### YOUR TASK
Among the records below, which lines contain the string "Ordering"? Report them.

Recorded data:

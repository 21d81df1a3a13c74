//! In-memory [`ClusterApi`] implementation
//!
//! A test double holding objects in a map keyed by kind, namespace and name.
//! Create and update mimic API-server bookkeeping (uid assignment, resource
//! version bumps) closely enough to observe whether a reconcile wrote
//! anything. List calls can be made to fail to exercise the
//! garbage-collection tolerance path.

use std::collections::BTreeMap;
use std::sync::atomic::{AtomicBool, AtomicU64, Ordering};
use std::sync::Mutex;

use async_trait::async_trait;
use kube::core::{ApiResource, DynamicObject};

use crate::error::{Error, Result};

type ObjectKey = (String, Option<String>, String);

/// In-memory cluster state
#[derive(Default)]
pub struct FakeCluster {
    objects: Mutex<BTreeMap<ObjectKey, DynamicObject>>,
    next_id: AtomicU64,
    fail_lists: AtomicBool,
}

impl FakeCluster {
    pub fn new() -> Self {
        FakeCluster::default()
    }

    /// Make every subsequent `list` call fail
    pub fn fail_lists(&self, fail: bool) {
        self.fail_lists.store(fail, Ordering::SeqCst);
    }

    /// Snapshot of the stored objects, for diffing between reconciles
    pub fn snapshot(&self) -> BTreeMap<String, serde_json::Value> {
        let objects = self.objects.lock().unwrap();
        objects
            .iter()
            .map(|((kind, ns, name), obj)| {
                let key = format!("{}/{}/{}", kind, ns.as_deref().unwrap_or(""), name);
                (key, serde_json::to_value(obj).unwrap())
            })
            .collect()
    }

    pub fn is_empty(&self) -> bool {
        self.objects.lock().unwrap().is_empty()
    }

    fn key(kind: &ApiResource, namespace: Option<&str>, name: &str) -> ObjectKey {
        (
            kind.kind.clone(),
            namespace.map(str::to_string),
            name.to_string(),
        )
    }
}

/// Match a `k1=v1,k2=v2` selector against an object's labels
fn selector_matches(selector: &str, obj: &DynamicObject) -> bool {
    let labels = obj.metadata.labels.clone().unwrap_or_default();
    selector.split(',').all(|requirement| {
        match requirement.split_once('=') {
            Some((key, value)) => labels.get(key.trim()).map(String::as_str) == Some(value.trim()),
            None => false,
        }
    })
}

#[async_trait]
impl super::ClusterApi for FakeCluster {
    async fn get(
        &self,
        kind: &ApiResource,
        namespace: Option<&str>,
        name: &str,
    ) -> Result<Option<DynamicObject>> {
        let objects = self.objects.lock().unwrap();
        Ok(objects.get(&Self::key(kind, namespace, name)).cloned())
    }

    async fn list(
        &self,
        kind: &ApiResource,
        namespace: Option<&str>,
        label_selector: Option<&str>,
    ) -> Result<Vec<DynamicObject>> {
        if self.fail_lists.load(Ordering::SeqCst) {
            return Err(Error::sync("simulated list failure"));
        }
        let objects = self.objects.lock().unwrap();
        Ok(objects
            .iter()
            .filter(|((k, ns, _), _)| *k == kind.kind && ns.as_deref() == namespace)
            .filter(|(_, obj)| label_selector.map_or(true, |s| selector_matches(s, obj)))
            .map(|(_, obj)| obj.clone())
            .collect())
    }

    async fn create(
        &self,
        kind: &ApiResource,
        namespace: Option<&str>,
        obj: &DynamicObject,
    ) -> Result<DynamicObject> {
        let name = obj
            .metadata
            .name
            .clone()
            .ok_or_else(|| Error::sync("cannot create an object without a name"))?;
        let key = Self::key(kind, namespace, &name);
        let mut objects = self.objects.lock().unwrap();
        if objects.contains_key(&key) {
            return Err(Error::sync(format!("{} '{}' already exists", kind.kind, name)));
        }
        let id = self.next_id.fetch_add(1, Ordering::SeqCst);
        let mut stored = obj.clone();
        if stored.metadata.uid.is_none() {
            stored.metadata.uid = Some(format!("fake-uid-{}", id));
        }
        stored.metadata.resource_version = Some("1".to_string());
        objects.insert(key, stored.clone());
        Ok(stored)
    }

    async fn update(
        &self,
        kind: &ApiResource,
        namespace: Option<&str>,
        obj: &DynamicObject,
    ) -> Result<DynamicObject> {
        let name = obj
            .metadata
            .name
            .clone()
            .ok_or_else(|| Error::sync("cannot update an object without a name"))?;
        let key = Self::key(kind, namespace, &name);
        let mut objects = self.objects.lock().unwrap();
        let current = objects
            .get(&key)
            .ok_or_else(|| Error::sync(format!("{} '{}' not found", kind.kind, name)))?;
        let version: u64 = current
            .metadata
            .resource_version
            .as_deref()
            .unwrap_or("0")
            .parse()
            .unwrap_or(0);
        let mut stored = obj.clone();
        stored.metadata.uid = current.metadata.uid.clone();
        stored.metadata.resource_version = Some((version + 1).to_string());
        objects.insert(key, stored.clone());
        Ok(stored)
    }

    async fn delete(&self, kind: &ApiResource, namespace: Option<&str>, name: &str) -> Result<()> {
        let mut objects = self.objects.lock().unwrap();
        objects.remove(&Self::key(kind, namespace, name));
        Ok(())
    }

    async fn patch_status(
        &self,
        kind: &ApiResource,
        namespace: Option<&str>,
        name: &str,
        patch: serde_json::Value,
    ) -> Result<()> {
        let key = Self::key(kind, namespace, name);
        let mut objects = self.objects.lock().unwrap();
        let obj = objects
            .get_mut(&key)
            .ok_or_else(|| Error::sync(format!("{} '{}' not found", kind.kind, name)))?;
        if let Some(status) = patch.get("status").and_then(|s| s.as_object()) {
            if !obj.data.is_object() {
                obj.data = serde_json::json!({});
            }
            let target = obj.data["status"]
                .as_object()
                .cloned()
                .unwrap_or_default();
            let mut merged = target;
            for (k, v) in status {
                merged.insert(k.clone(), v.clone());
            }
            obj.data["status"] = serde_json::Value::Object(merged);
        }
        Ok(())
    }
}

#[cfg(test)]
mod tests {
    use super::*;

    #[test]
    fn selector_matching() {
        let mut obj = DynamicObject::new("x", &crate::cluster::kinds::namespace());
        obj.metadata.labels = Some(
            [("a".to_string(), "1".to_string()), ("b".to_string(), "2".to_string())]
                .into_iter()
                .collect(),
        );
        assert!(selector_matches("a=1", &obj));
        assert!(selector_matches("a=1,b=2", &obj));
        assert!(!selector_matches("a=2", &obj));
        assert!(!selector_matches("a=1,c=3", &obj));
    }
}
==
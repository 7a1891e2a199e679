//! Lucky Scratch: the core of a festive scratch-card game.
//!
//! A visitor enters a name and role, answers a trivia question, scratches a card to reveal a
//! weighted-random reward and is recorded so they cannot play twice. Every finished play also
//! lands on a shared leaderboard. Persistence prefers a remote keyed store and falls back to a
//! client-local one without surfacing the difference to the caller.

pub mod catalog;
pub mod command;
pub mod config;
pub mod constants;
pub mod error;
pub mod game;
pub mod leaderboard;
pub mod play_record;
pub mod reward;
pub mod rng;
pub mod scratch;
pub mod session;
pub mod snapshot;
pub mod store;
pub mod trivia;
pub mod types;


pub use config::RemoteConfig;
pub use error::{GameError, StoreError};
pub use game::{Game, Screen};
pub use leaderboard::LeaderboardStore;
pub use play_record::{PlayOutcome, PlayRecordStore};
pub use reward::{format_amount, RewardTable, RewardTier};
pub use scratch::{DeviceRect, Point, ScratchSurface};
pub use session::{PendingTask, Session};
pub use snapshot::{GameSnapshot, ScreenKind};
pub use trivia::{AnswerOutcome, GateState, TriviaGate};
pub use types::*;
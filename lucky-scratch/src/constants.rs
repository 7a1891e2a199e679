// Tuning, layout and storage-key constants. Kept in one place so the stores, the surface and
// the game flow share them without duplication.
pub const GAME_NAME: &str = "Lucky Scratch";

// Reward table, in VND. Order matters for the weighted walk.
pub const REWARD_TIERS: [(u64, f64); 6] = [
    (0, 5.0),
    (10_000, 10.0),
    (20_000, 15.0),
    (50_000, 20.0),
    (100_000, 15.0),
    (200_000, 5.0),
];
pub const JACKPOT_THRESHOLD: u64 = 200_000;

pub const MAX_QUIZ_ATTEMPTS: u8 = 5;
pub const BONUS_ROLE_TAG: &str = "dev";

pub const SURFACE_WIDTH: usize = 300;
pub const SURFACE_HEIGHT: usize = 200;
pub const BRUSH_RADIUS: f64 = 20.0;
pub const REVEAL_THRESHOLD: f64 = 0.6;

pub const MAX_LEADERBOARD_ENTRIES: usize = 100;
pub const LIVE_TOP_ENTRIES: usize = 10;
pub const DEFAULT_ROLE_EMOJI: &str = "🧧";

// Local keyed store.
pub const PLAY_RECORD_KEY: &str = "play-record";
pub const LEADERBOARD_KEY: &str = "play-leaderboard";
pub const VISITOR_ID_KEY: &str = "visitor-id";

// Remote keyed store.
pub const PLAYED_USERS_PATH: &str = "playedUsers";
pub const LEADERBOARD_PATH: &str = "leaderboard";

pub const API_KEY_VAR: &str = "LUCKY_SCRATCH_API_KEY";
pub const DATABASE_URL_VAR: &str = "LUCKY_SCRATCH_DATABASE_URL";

### SOLUTION FOR THIS TASK
use std::sync::atomic::{AtomicBool, AtomicU64, Ordering};
        self.fail_lists.store(fail, Ordering::SeqCst);
        if self.fail_lists.load(Ordering::SeqCst) {
        let id = self.next_id.fetch_add(1, Ordering::SeqCst);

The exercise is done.